Je vois une intégration du monde animé et de sa culture dans la nôtre et je trouve ce phénomène plutôt positif. Il y a une forte attirance vers ce style mais ça pose des soucis : l’animé, de façon erronée, semble facile et accessible. Et il est beaucoup plus difficile de faire comprendre aux étudiant.es que non, qu’il faut aussi des intervalles, des fondamentaux d’animation. Oui, c’est du boulot ! Harmony nous aide beaucoup à ça, à mener de front le tradigital, le cut-out et le tradi de façon que tout puisse être mélangé.

Des étudiant.es nous demandent « comment dessine-t-on une jolie scène ? » Nous leur répondons par des questions essentielles : qu’as-tu à raconter ? Quelle est ton intention ? Ça va venir tout seul, il n’y a pas de recettes. Nous travaillons beaucoup sur des skills de culture, de sensibilité, d’écoute et moins de dessin, de techniques parce que c’est devenu une évidence. Ce qu’on ne peut pas faire avec la 3D qui est très complexe. En 2D les étudiant.es peuvent faire leur film de A à Z et je trouve super intéressant ce qui se passe en ce moment.

L’Atelier – Angoulême : Jean-Baptiste Laloux, animateur, enseignant permanent et coordinateur

Transmettre

J’entame ma 3ème année à L’Atelier. J’étais avant intervenant extérieur et je travaillais soit en tant que superviseur anim 2D, soit en tant qu’assistant réalisateur chez 2 Minutes. Je ne faisais que des interventions ponctuelles à l’école en posing et en animation. J’étais assez impressionné par les cours qui étaient dispensés et je me disais surtout que c’était une école que j’aurais aimé faire à l’époque de ma formation. Quand on m’a proposé de venir enseigner de manière permanente, je me suis dit que le défi me plaisait bien. Cela représente beaucoup plus de travail que ce que j’imaginais. Je trouve ça plus difficile que la production mais aussi très intéressant, surtout par l’aspect humain. Le fait d’être dans un bain de créativité où les jeunes gens ont vraiment la volonté de développer leur sensibilité artistique, leurs capacités techniques. C’est très stimulant, après une expérience d’une dizaine d’années dans les studios, de contribuer maintenant à la formation des nouvelles générations.

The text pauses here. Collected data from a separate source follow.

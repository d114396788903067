/*!
 * Marketplace settlement API.
 *
 * Splits buyer carts into per-seller orders at checkout, creates charges with
 * the billing gateway, reconciles payment state from webhooks and enforces
 * per-plan product quotas.
 */

pub mod auth;
pub mod config;
pub mod db;
pub mod entities;
pub mod errors;
pub mod events;
pub mod gateway;
pub mod handlers;
pub mod services;

use axum::{routing::get, Json, Router};
use chrono::Utc;
use sea_orm::DatabaseConnection;
use serde::Serialize;
use serde_json::{json, Value};
use std::sync::Arc;
use utoipa::ToSchema;

use crate::auth::AuthRouterExt;

// App state definition
#[derive(Clone)]
pub struct AppState {
    pub db: Arc<DatabaseConnection>,
    pub config: config::AppConfig,
    pub event_sender: events::EventSender,
    pub services: handlers::AppServices,
}

// Common response wrappers
#[derive(Serialize, ToSchema)]
pub struct ApiResponse<T> {
    pub success: bool,
    pub data: Option<T>,
    pub message: Option<String>,
    pub errors: Option<Vec<String>>,
    #[serde(skip_serializing_if = "Option::is_none")]
    pub meta: Option<ResponseMeta>,
}

#[derive(Serialize, ToSchema)]
pub struct ResponseMeta {
    pub timestamp: String,
}

impl ResponseMeta {
    fn capture() -> Self {
        Self {
            timestamp: Utc::now().to_rfc3339(),
        }
    }
}

impl<T> ApiResponse<T> {
    pub fn success(data: T) -> Self {
        Self {
            success: true,
            data: Some(data),
            message: None,
            errors: None,
            meta: Some(ResponseMeta::capture()),
        }
    }

    pub fn error(message: String) -> Self {
        Self {
            success: false,
            data: None,
            message: Some(message),
            errors: None,
            meta: Some(ResponseMeta::capture()),
        }
    }
}

/// Full v1 API surface.
///
/// The webhook route is added after the auth layer; the gateway authenticates
/// with its own token, not a user JWT.
pub fn api_v1_routes() -> Router<AppState> {
    let checkout = handlers::checkout::checkout_routes().with_auth();
    let payments = handlers::payments::payment_routes().with_auth().route(
        "/webhook",
        axum::routing::post(handlers::payment_webhooks::payment_webhook),
    );
    let products = handlers::products::product_routes().with_auth();

    Router::new()
        // Status and health endpoints
        .route("/status", get(api_status))
        .route("/health", get(health_check))
        // Checkout API
        .nest("/checkout", checkout)
        // Payments API
        .nest("/payments", payments)
        // Products API
        .nest("/products", products)
}

async fn api_status() -> Result<Json<ApiResponse<Value>>, errors::ServiceError> {
    let version = env!("CARGO_PKG_VERSION");
    let status_data = json!({
        "status": "ok",
        "version": version,
        "service": "marketplace-settlement-api",
        "timestamp": Utc::now().to_rfc3339(),
        "environment": std::env::var("APP_ENV").unwrap_or_else(|_| "development".to_string()),
    });

    Ok(Json(ApiResponse::success(status_data)))
}

async fn health_check(
    axum::extract::State(state): axum::extract::State<AppState>,
) -> Result<Json<ApiResponse<Value>>, errors::ServiceError> {
    let db_status = match db::check_connection(&state.db).await {
        Ok(_) => "healthy",
        Err(_) => "unhealthy",
    };

    let health_data = json!({
        "status": db_status,
        "checks": {
            "database": db_status,
        },
        "timestamp": Utc::now().to_rfc3339(),
    });

    Ok(Json(ApiResponse::success(health_data)))
}

#[cfg(test)]
mod tests {
    use super::*;

    #[test]
    fn success_envelope_carries_data_and_meta() {
        let resp = ApiResponse::success(json!({"ok": true}));
        assert!(resp.success);
        assert!(resp.data.is_some());
        assert!(resp.meta.is_some());
        assert!(resp.message.is_none());
    }

    #[test]
    fn error_envelope_has_no_data() {
        let resp = ApiResponse::<Value>::error("oops".into());
        assert!(!resp.success);
        assert!(resp.data.is_none());
        assert_eq!(resp.message.as_deref(), Some("oops"));
    }
}
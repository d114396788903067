use async_trait::async_trait;
use chrono::{DateTime, Utc};
use rust_decimal::Decimal;
use sea_orm::entity::prelude::*;
use serde::{Deserialize, Serialize};

/// Order line with the product name and unit price frozen at checkout time.
#[derive(Clone, Debug, PartialEq, Eq, DeriveEntityModel, Serialize, Deserialize)]
#[sea_orm(table_name = "order_items")]
pub struct Model {
    #[sea_orm(primary_key, auto_increment = false)]
    pub id: String,

    pub order_id: String,
    pub product_id: String,
    pub product_name: String,
    pub quantity: i32,
    pub unit_price: Decimal,
    pub line_total: Decimal,
    pub created_at: DateTime<Utc>,
}

#[derive(Copy, Clone, Debug, EnumIter, DeriveRelation)]
pub enum Relation {
    #[sea_orm(
        belongs_to = "super::order::Entity",
        from = "Column::OrderId",
        to = "super::order::Column::Id"
    )]
    Order,
    #[sea_orm(
        belongs_to = "super::product::Entity",
        from = "Column::ProductId",
        to = "super::product::Column::Id"
    )]
    Product,
}

impl Related<super::order::Entity> for Entity {
    fn to() -> RelationDef {
        Relation::Order.def()
    }
}

impl Related<super::product::Entity> for Entity {
    fn to() -> RelationDef {
        Relation::Product.def()
    }
}

#[async_trait]
impl ActiveModelBehavior for ActiveModel {}
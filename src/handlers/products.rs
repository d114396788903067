use crate::auth::AuthUser;
use crate::entities::{product, seller};
use crate::errors::{ApiError, ServiceError};
use crate::handlers::common::{created_response, map_service_error, validate_input};
use crate::handlers::AppState;
use crate::{events::Event, ApiResponse};
use axum::{
    extract::{Json, State},
    response::IntoResponse,
    routing::post,
    Router,
};
use chrono::Utc;
use rust_decimal::Decimal;
use sea_orm::{ActiveModelTrait, ColumnTrait, EntityTrait, QueryFilter, Set};
use serde::Deserialize;
use tracing::warn;
use utoipa::ToSchema;
use uuid::Uuid;
use validator::Validate;

#[derive(Debug, Deserialize, Validate, ToSchema)]
pub struct CreateProductRequest {
    #[validate(length(min = 1, max = 255, message = "Product name is required"))]
    pub name: String,

    pub price: Decimal,

    #[validate(range(min = 0, message = "Stock cannot be negative"))]
    pub stock: i32,

    /// Photo URLs; count is capped by the seller's plan
    #[serde(default)]
    pub photos: Vec<String>,
}

/// Create a product, subject to the seller's plan quota
#[utoipa::path(
    post,
    path = "/api/v1/products",
    request_body = CreateProductRequest,
    responses(
        (status = 201, description = "Product created", body = crate::ApiResponse<crate::entities::product::Model>),
        (status = 403, description = "Plan quota reached", body = crate::errors::ErrorResponse),
        (status = 400, description = "Invalid input", body = crate::errors::ErrorResponse)
    ),
    security(("bearer_auth" = [])),
    tag = "Products"
)]
pub async fn create_product(
    State(state): State<AppState>,
    user: AuthUser,
    Json(request): Json<CreateProductRequest>,
) -> Result<impl IntoResponse, ApiError> {
    validate_input(&request)?;

    if request.price < Decimal::ZERO {
        return Err(ApiError::ValidationError(
            "Price cannot be negative".to_string(),
        ));
    }

    let seller_row = seller::Entity::find()
        .filter(seller::Column::UserId.eq(user.user_id.clone()))
        .one(&*state.db)
        .await
        .map_err(|e| map_service_error(ServiceError::DatabaseError(e)))?
        .ok_or_else(|| {
            map_service_error(ServiceError::Forbidden(
                "Only sellers can create products".to_string(),
            ))
        })?;

    state
        .services
        .quota
        .ensure_can_create_product(&seller_row.id)
        .await
        .map_err(map_service_error)?;

    state
        .services
        .quota
        .ensure_photo_count(&seller_row.id, request.photos.len())
        .await
        .map_err(map_service_error)?;

    let photos = if request.photos.is_empty() {
        None
    } else {
        Some(serde_json::to_string(&request.photos).map_err(|e| {
            map_service_error(ServiceError::InternalError(format!(
                "failed to encode photos: {}",
                e
            )))
        })?)
    };

    let now = Utc::now();
    let created = product::ActiveModel {
        id: Set(Uuid::new_v4().to_string()),
        seller_id: Set(seller_row.id),
        name: Set(request.name),
        price: Set(request.price),
        stock: Set(request.stock),
        photos: Set(photos),
        is_active: Set(true),
        created_at: Set(now),
        updated_at: Set(now),
    }
    .insert(&*state.db)
    .await
    .map_err(|e| map_service_error(ServiceError::DatabaseError(e)))?;

    if let Err(e) = state
        .event_sender
        .send(Event::ProductCreated(created.id.clone()))
        .await
    {
        warn!("Failed to publish product created event: {}", e);
    }

    Ok(created_response(ApiResponse::success(created)))
}

pub fn product_routes() -> Router<AppState> {
    Router::new().route("/", post(create_product))
}
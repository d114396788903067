use crate::entities::{cart_item, order, order_item, product, seller};
use crate::errors::ServiceError;
use crate::events::{Event, EventSender};
use crate::services::cart::SellerGroup;
use chrono::Utc;
use sea_orm::sea_query::Expr;
use sea_orm::{
    ActiveModelTrait, ColumnTrait, DatabaseConnection, DatabaseTransaction, EntityTrait,
    QueryFilter, QueryOrder, Set, TransactionTrait,
};
use std::collections::HashMap;
use std::sync::Arc;
use tracing::{info, instrument, warn};
use uuid::Uuid;

pub const ORDER_STATUS_PENDING: &str = "pending";
pub const PAYMENT_STATUS_PENDING: &str = "pending";

/// Writes the orders produced by a cart split.
///
/// Everything happens in one transaction: orders, order items, stock
/// decrements and the cart wipe either all land or none do.
#[derive(Clone)]
pub struct OrderService {
    db: Arc<DatabaseConnection>,
    event_sender: Arc<EventSender>,
}

impl OrderService {
    pub fn new(db: Arc<DatabaseConnection>, event_sender: Arc<EventSender>) -> Self {
        Self { db, event_sender }
    }

    /// Returns the orders previously created under this checkout key, oldest
    /// first. Used to answer replays without touching stock again.
    #[instrument(skip(self))]
    pub async fn find_by_checkout_key(
        &self,
        buyer_id: &str,
        checkout_key: &str,
    ) -> Result<Vec<order::Model>, ServiceError> {
        let orders = order::Entity::find()
            .filter(order::Column::BuyerId.eq(buyer_id))
            .filter(order::Column::CheckoutKey.eq(checkout_key))
            .order_by_asc(order::Column::CreatedAt)
            .all(&*self.db)
            .await?;
        Ok(orders)
    }

    /// Persists one order per seller group and decrements stock.
    ///
    /// Stock is taken with a guarded UPDATE; if any line cannot be satisfied
    /// the whole transaction rolls back and the cart stays intact.
    #[instrument(skip(self, groups), fields(groups = groups.len()))]
    pub async fn create_orders(
        &self,
        buyer_id: &str,
        groups: &[SellerGroup],
        payment_method: &str,
        shipping_address: Option<String>,
        notes: Option<String>,
        checkout_key: Option<String>,
    ) -> Result<Vec<order::Model>, ServiceError> {
        let txn = self.db.begin().await?;
        let now = Utc::now();
        let mut created = Vec::with_capacity(groups.len());

        for group in groups {
            let order_id = Uuid::new_v4().to_string();

            let order_model = order::ActiveModel {
                id: Set(order_id.clone()),
                buyer_id: Set(buyer_id.to_string()),
                seller_id: Set(group.seller_id.clone()),
                status: Set(ORDER_STATUS_PENDING.to_string()),
                payment_status: Set(PAYMENT_STATUS_PENDING.to_string()),
                payment_method: Set(payment_method.to_string()),
                subtotal: Set(group.subtotal),
                shipping: Set(group.shipping),
                tax: Set(group.tax),
                total: Set(group.total),
                shipping_address: Set(shipping_address.clone()),
                notes: Set(notes.clone()),
                checkout_key: Set(checkout_key.clone()),
                created_at: Set(now),
                updated_at: Set(now),
            };
            let order_row = order_model.insert(&txn).await?;

            for line in &group.lines {
                order_item::ActiveModel {
                    id: Set(Uuid::new_v4().to_string()),
                    order_id: Set(order_id.clone()),
                    product_id: Set(line.product_id.clone()),
                    product_name: Set(line.product_name.clone()),
                    quantity: Set(line.quantity),
                    unit_price: Set(line.unit_price),
                    line_total: Set(line.line_total()),
                    created_at: Set(now),
                }
                .insert(&txn)
                .await?;

                self.take_stock(&txn, &line.product_id, line.quantity)
                    .await?;
            }

            info!(order_id = %order_row.id, seller_id = %group.seller_id, total = %group.total, "Order created");
            created.push(order_row);
        }

        // Wipe the cart inside the same transaction so a failed checkout
        // leaves it untouched.
        cart_item::Entity::delete_many()
            .filter(cart_item::Column::UserId.eq(buyer_id))
            .exec(&txn)
            .await?;

        txn.commit().await?;

        for order_row in &created {
            if let Err(e) = self
                .event_sender
                .send(Event::OrderCreated(order_row.id.clone()))
                .await
            {
                warn!("Failed to publish order created event: {}", e);
            }
        }

        Ok(created)
    }

    /// Guarded decrement. Zero affected rows means the stock moved between
    /// validation and now.
    async fn take_stock(
        &self,
        txn: &DatabaseTransaction,
        product_id: &str,
        quantity: i32,
    ) -> Result<(), ServiceError> {
        let result = product::Entity::update_many()
            .col_expr(
                product::Column::Stock,
                Expr::col(product::Column::Stock).sub(quantity),
            )
            .col_expr(product::Column::UpdatedAt, Expr::value(Utc::now()))
            .filter(product::Column::Id.eq(product_id))
            .filter(product::Column::Stock.gte(quantity))
            .exec(txn)
            .await?;

        if result.rows_affected == 0 {
            warn!(product_id = %product_id, quantity, "Stock take lost the race, rolling back checkout");
            return Err(ServiceError::InsufficientStock {
                product_id: product_id.to_string(),
            });
        }

        Ok(())
    }

    /// Storefront names for a set of sellers, keyed by seller id.
    #[instrument(skip(self, seller_ids))]
    pub async fn store_names(
        &self,
        seller_ids: &[String],
    ) -> Result<HashMap<String, String>, ServiceError> {
        if seller_ids.is_empty() {
            return Ok(HashMap::new());
        }

        let sellers = seller::Entity::find()
            .filter(seller::Column::Id.is_in(seller_ids.to_vec()))
            .all(&*self.db)
            .await?;
        Ok(sellers.into_iter().map(|s| (s.id, s.store_name)).collect())
    }

    /// Items belonging to one order.
    #[instrument(skip(self))]
    pub async fn order_items(
        &self,
        order_id: &str,
    ) -> Result<Vec<order_item::Model>, ServiceError> {
        let items = order_item::Entity::find()
            .filter(order_item::Column::OrderId.eq(order_id))
            .all(&*self.db)
            .await?;
        Ok(items)
    }

    /// Marks every order in a checkout group with a new payment status.
    #[instrument(skip(self))]
    pub async fn set_payment_status(
        &self,
        order_ids: &[String],
        new_status: &str,
    ) -> Result<(), ServiceError> {
        if order_ids.is_empty() {
            return Ok(());
        }

        order::Entity::update_many()
            .col_expr(order::Column::PaymentStatus, Expr::value(new_status))
            .col_expr(order::Column::UpdatedAt, Expr::value(Utc::now()))
            .filter(order::Column::Id.is_in(order_ids.to_vec()))
            .exec(&*self.db)
            .await?;

        Ok(())
    }
}
#![allow(dead_code)]

use std::sync::Arc;

use axum::{
    body::{self, Body},
    extract::State,
    http::{Method, Request},
    middleware,
    response::Response,
    Router,
};
use chrono::Utc;
use marketplace_settlement_api::{
    api_v1_routes,
    auth::AuthService,
    config::AppConfig,
    db,
    entities::{cart_item, order, payment, plan, product, seller, subscription, user},
    events::{self, EventSender},
    handlers::AppServices,
    AppState,
};
use rust_decimal::Decimal;
use sea_orm::{ActiveModelTrait, EntityTrait, Set};
use serde_json::Value;
use tokio::sync::mpsc;
use tower::ServiceExt;
use uuid::Uuid;

pub const TEST_JWT_SECRET: &str =
    "integration_test_secret_that_is_definitely_longer_than_sixty_four_characters_ok";
pub const WEBHOOK_TOKEN: &str = "whk_integration_token";

/// Spins up the full router against a throwaway SQLite database.
pub struct TestApp {
    router: Router,
    pub state: AppState,
    auth_service: Arc<AuthService>,
    _db_file: tempfile::NamedTempFile,
    _event_task: tokio::task::JoinHandle<()>,
}

impl TestApp {
    /// App with the gateway pointed at an unroutable address. Tests that
    /// never reach the gateway should use this.
    pub async fn new() -> Self {
        Self::with_gateway(None).await
    }

    /// App with the gateway pointed at a mock server base URL.
    pub async fn with_gateway(gateway_base_url: Option<&str>) -> Self {
        let db_file = tempfile::Builder::new()
            .prefix("marketplace_test_")
            .suffix(".db")
            .tempfile()
            .expect("create temp database file");

        let mut cfg = AppConfig::new(
            format!("sqlite://{}?mode=rwc", db_file.path().display()),
            TEST_JWT_SECRET.to_string(),
            "test".to_string(),
        );
        cfg.db_max_connections = 1;
        cfg.db_min_connections = 1;
        cfg.gateway.webhook_token = Some(WEBHOOK_TOKEN.to_string());
        if let Some(base_url) = gateway_base_url {
            cfg.gateway.base_url = base_url.to_string();
            cfg.gateway.api_key = Some("test_api_key".to_string());
            cfg.gateway.timeout_secs = 2;
        }

        let pool = db::establish_connection_from_app_config(&cfg)
            .await
            .expect("create test database");
        db::bootstrap_schema(&pool)
            .await
            .expect("bootstrap test schema");

        let db_arc = Arc::new(pool);
        let (event_tx, event_rx) = mpsc::channel(256);
        let event_sender = EventSender::new(event_tx);
        let event_task = tokio::spawn(events::process_events(event_rx));

        let auth_service = Arc::new(AuthService::new(cfg.jwt_secret.clone(), cfg.jwt_expiration));
        let services = AppServices::new(db_arc.clone(), Arc::new(event_sender.clone()), &cfg);

        let state = AppState {
            db: db_arc,
            config: cfg,
            event_sender,
            services,
        };

        let api_router = api_v1_routes().layer(middleware::from_fn_with_state(
            auth_service.clone(),
            |State(auth): State<Arc<AuthService>>,
             mut req: Request<Body>,
             next: middleware::Next| async move {
                req.extensions_mut().insert(auth);
                next.run(req).await
            },
        ));

        let router = Router::new()
            .nest("/api/v1", api_router)
            .with_state(state.clone());

        Self {
            router,
            state,
            auth_service,
            _db_file: db_file,
            _event_task: event_task,
        }
    }

    /// Mint a bearer token for a seeded user.
    pub fn token_for(&self, user_row: &user::Model) -> String {
        self.auth_service
            .generate_token(&user_row.id, Some(&user_row.email))
            .expect("generate test token")
    }

    /// Send a request against the router with an optional bearer token.
    pub async fn request(
        &self,
        method: Method,
        uri: &str,
        body: Option<Value>,
        token: Option<&str>,
    ) -> Response {
        let mut builder = Request::builder().method(method).uri(uri);

        if let Some(tok) = token {
            builder = builder.header("authorization", format!("Bearer {}", tok));
        }

        let body = match body {
            Some(json) => {
                builder = builder.header("content-type", "application/json");
                Body::from(serde_json::to_vec(&json).expect("serialize request body"))
            }
            None => Body::empty(),
        };

        let request = builder.body(body).expect("build request");
        self.router
            .clone()
            .oneshot(request)
            .await
            .expect("router error during test request")
    }

    /// Raw request with arbitrary headers, used by webhook tests.
    pub async fn request_with_headers(
        &self,
        method: Method,
        uri: &str,
        body: Option<Value>,
        headers: &[(&str, &str)],
    ) -> Response {
        let mut builder = Request::builder().method(method).uri(uri);
        for (name, value) in headers {
            builder = builder.header(*name, *value);
        }

        let body = match body {
            Some(json) => {
                builder = builder.header("content-type", "application/json");
                Body::from(serde_json::to_vec(&json).expect("serialize request body"))
            }
            None => Body::empty(),
        };

        let request = builder.body(body).expect("build request");
        self.router
            .clone()
            .oneshot(request)
            .await
            .expect("router error during test request")
    }

    // ---- seed helpers ----

    pub async fn seed_user(&self, email: &str) -> user::Model {
        let now = Utc::now();
        user::ActiveModel {
            id: Set(Uuid::new_v4().to_string()),
            email: Set(email.to_string()),
            name: Set(email.split('@').next().unwrap_or("user").to_string()),
            phone: Set(None),
            document: Set(None),
            gateway_customer_id: Set(None),
            created_at: Set(now),
            updated_at: Set(now),
        }
        .insert(&*self.state.db)
        .await
        .expect("seed user")
    }

    pub async fn seed_plan(&self, name: &str, price: Decimal, max_products: i64) -> plan::Model {
        let now = Utc::now();
        plan::ActiveModel {
            id: Set(Uuid::new_v4().to_string()),
            name: Set(name.to_string()),
            slug: Set(format!(
                "{}-{}",
                name.to_lowercase().replace(' ', "-"),
                Uuid::new_v4().simple()
            )),
            price: Set(price),
            billing_period: Set("monthly".to_string()),
            max_products: Set(max_products),
            max_photos_per_product: Set(5),
            is_active: Set(true),
            created_at: Set(now),
            updated_at: Set(now),
        }
        .insert(&*self.state.db)
        .await
        .expect("seed plan")
    }

    pub async fn seed_seller(&self, owner: &user::Model, plan_row: &plan::Model) -> seller::Model {
        let now = Utc::now();
        seller::ActiveModel {
            id: Set(Uuid::new_v4().to_string()),
            user_id: Set(owner.id.clone()),
            store_name: Set(format!("{} Store", owner.name)),
            plan_id: Set(plan_row.id.clone()),
            is_active: Set(true),
            created_at: Set(now),
            updated_at: Set(now),
        }
        .insert(&*self.state.db)
        .await
        .expect("seed seller")
    }

    pub async fn seed_product(
        &self,
        seller_id: &str,
        name: &str,
        price: Decimal,
        stock: i32,
    ) -> product::Model {
        self.seed_product_with(seller_id, name, price, stock, true)
            .await
    }

    pub async fn seed_product_with(
        &self,
        seller_id: &str,
        name: &str,
        price: Decimal,
        stock: i32,
        is_active: bool,
    ) -> product::Model {
        let now = Utc::now();
        product::ActiveModel {
            id: Set(Uuid::new_v4().to_string()),
            seller_id: Set(seller_id.to_string()),
            name: Set(name.to_string()),
            price: Set(price),
            stock: Set(stock),
            photos: Set(None),
            is_active: Set(is_active),
            created_at: Set(now),
            updated_at: Set(now),
        }
        .insert(&*self.state.db)
        .await
        .expect("seed product")
    }

    pub async fn add_to_cart(&self, user_id: &str, product_id: &str, quantity: i32) {
        let now = Utc::now();
        cart_item::ActiveModel {
            id: Set(Uuid::new_v4().to_string()),
            user_id: Set(user_id.to_string()),
            product_id: Set(product_id.to_string()),
            quantity: Set(quantity),
            created_at: Set(now),
            updated_at: Set(now),
        }
        .insert(&*self.state.db)
        .await
        .expect("seed cart item");
    }

    pub async fn seed_subscription(
        &self,
        seller_id: &str,
        plan_id: &str,
        status: &str,
    ) -> subscription::Model {
        let now = Utc::now();
        let started_at = (status == "ACTIVE").then_some(now);
        subscription::ActiveModel {
            id: Set(Uuid::new_v4().to_string()),
            seller_id: Set(seller_id.to_string()),
            plan_id: Set(plan_id.to_string()),
            status: Set(status.to_string()),
            started_at: Set(started_at),
            created_at: Set(now),
            updated_at: Set(now),
        }
        .insert(&*self.state.db)
        .await
        .expect("seed subscription")
    }

    pub async fn seed_order(&self, buyer_id: &str, seller_id: &str, total: Decimal) -> order::Model {
        let now = Utc::now();
        order::ActiveModel {
            id: Set(Uuid::new_v4().to_string()),
            buyer_id: Set(buyer_id.to_string()),
            seller_id: Set(seller_id.to_string()),
            status: Set("pending".to_string()),
            payment_status: Set("pending".to_string()),
            payment_method: Set("PIX".to_string()),
            subtotal: Set(total),
            shipping: Set(Decimal::ZERO),
            tax: Set(Decimal::ZERO),
            total: Set(total),
            shipping_address: Set(Some("Rua Teste, 100".to_string())),
            notes: Set(None),
            checkout_key: Set(None),
            created_at: Set(now),
            updated_at: Set(now),
        }
        .insert(&*self.state.db)
        .await
        .expect("seed order")
    }

    pub async fn seed_payment(
        &self,
        user_id: &str,
        gateway_charge_id: &str,
        amount: Decimal,
        status: &str,
        order_id: Option<String>,
        subscription_id: Option<String>,
    ) -> payment::Model {
        let now = Utc::now();
        payment::ActiveModel {
            id: Set(Uuid::new_v4().to_string()),
            user_id: Set(user_id.to_string()),
            order_id: Set(order_id),
            subscription_id: Set(subscription_id),
            gateway_charge_id: Set(gateway_charge_id.to_string()),
            amount: Set(amount),
            method: Set("PIX".to_string()),
            status: Set(status.to_string()),
            payment_url: Set(None),
            pix_payload: Set(None),
            external_reference: Set(None),
            created_at: Set(now),
            updated_at: Set(now),
        }
        .insert(&*self.state.db)
        .await
        .expect("seed payment")
    }

    // ---- reload helpers ----

    pub async fn reload_product(&self, id: &str) -> product::Model {
        product::Entity::find_by_id(id)
            .one(&*self.state.db)
            .await
            .expect("query product")
            .expect("product exists")
    }

    pub async fn reload_seller(&self, id: &str) -> seller::Model {
        seller::Entity::find_by_id(id)
            .one(&*self.state.db)
            .await
            .expect("query seller")
            .expect("seller exists")
    }

    pub async fn reload_order(&self, id: &str) -> order::Model {
        order::Entity::find_by_id(id)
            .one(&*self.state.db)
            .await
            .expect("query order")
            .expect("order exists")
    }

    pub async fn reload_payment(&self, id: &str) -> payment::Model {
        payment::Entity::find_by_id(id)
            .one(&*self.state.db)
            .await
            .expect("query payment")
            .expect("payment exists")
    }

    pub async fn reload_subscription(&self, id: &str) -> subscription::Model {
        subscription::Entity::find_by_id(id)
            .one(&*self.state.db)
            .await
            .expect("query subscription")
            .expect("subscription exists")
    }

    pub async fn cart_item_count(&self, user_id: &str) -> usize {
        use sea_orm::{ColumnTrait, QueryFilter};
        cart_item::Entity::find()
            .filter(cart_item::Column::UserId.eq(user_id))
            .all(&*self.state.db)
            .await
            .expect("query cart items")
            .len()
    }
}

impl Drop for TestApp {
    fn drop(&mut self) {
        self._event_task.abort();
    }
}

/// Parse a response body as JSON.
pub async fn response_json(response: Response) -> Value {
    let bytes = body::to_bytes(response.into_body(), usize::MAX)
        .await
        .expect("response body bytes");
    serde_json::from_slice(&bytes).expect("json response")
}

/// Decimal fields serialize as JSON strings; parse them back for assertions.
pub fn decimal_field(value: &Value) -> Decimal {
    value
        .as_str()
        .unwrap_or_else(|| panic!("expected decimal string, got {}", value))
        .parse()
        .expect("parse decimal")
}
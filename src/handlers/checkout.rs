use crate::auth::AuthUser;
use crate::handlers::common::{created_response, map_service_error, validate_input};
use crate::handlers::AppState;
use crate::services::checkout::CheckoutRequest;
use crate::{errors::ApiError, ApiResponse};
use axum::{
    extract::{Json, State},
    response::IntoResponse,
    routing::post,
    Router,
};

/// Convert the buyer's cart into per-seller orders
#[utoipa::path(
    post,
    path = "/api/v1/checkout",
    request_body = CheckoutRequest,
    responses(
        (status = 201, description = "Orders created", body = crate::ApiResponse<crate::services::checkout::CheckoutResponse>),
        (status = 400, description = "Empty or invalid cart", body = crate::errors::ErrorResponse),
        (status = 401, description = "Unauthorized", body = crate::errors::ErrorResponse)
    ),
    security(("bearer_auth" = [])),
    tag = "Checkout"
)]
pub async fn checkout(
    State(state): State<AppState>,
    user: AuthUser,
    Json(request): Json<CheckoutRequest>,
) -> Result<impl IntoResponse, ApiError> {
    validate_input(&request)?;

    let response = state
        .services
        .checkout
        .checkout(&user.user_id, request)
        .await
        .map_err(map_service_error)?;

    Ok(created_response(ApiResponse::success(response)))
}

pub fn checkout_routes() -> Router<AppState> {
    Router::new().route("/", post(checkout))
}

A travers les différents postes que j’ai occupés, j’ai pu appréhender, de l’écriture jusqu’au compositing, ce que représentait le fait de travailler avec des réalisateurs différents, de voir des manières de travailler différentes à chaque projet et puis de se nourrir de l’expérience des nombreuses personnes que j’ai pu rencontrer. Et me rendre compte que sur chaque production, on est confrontés à peu près aux mêmes problématiques, qu’importe la technique utilisée. Les prismes sont différents et il faut simplement avoir une conscience globale du projet et des savoir-faire à disposition pour le servir le mieux possible, sans s’enfermer dans un pipeline toujours identique. Et c’est ce que l’on essaie d’enseigner aux élèves ici pendant les trois années que dure leur formation.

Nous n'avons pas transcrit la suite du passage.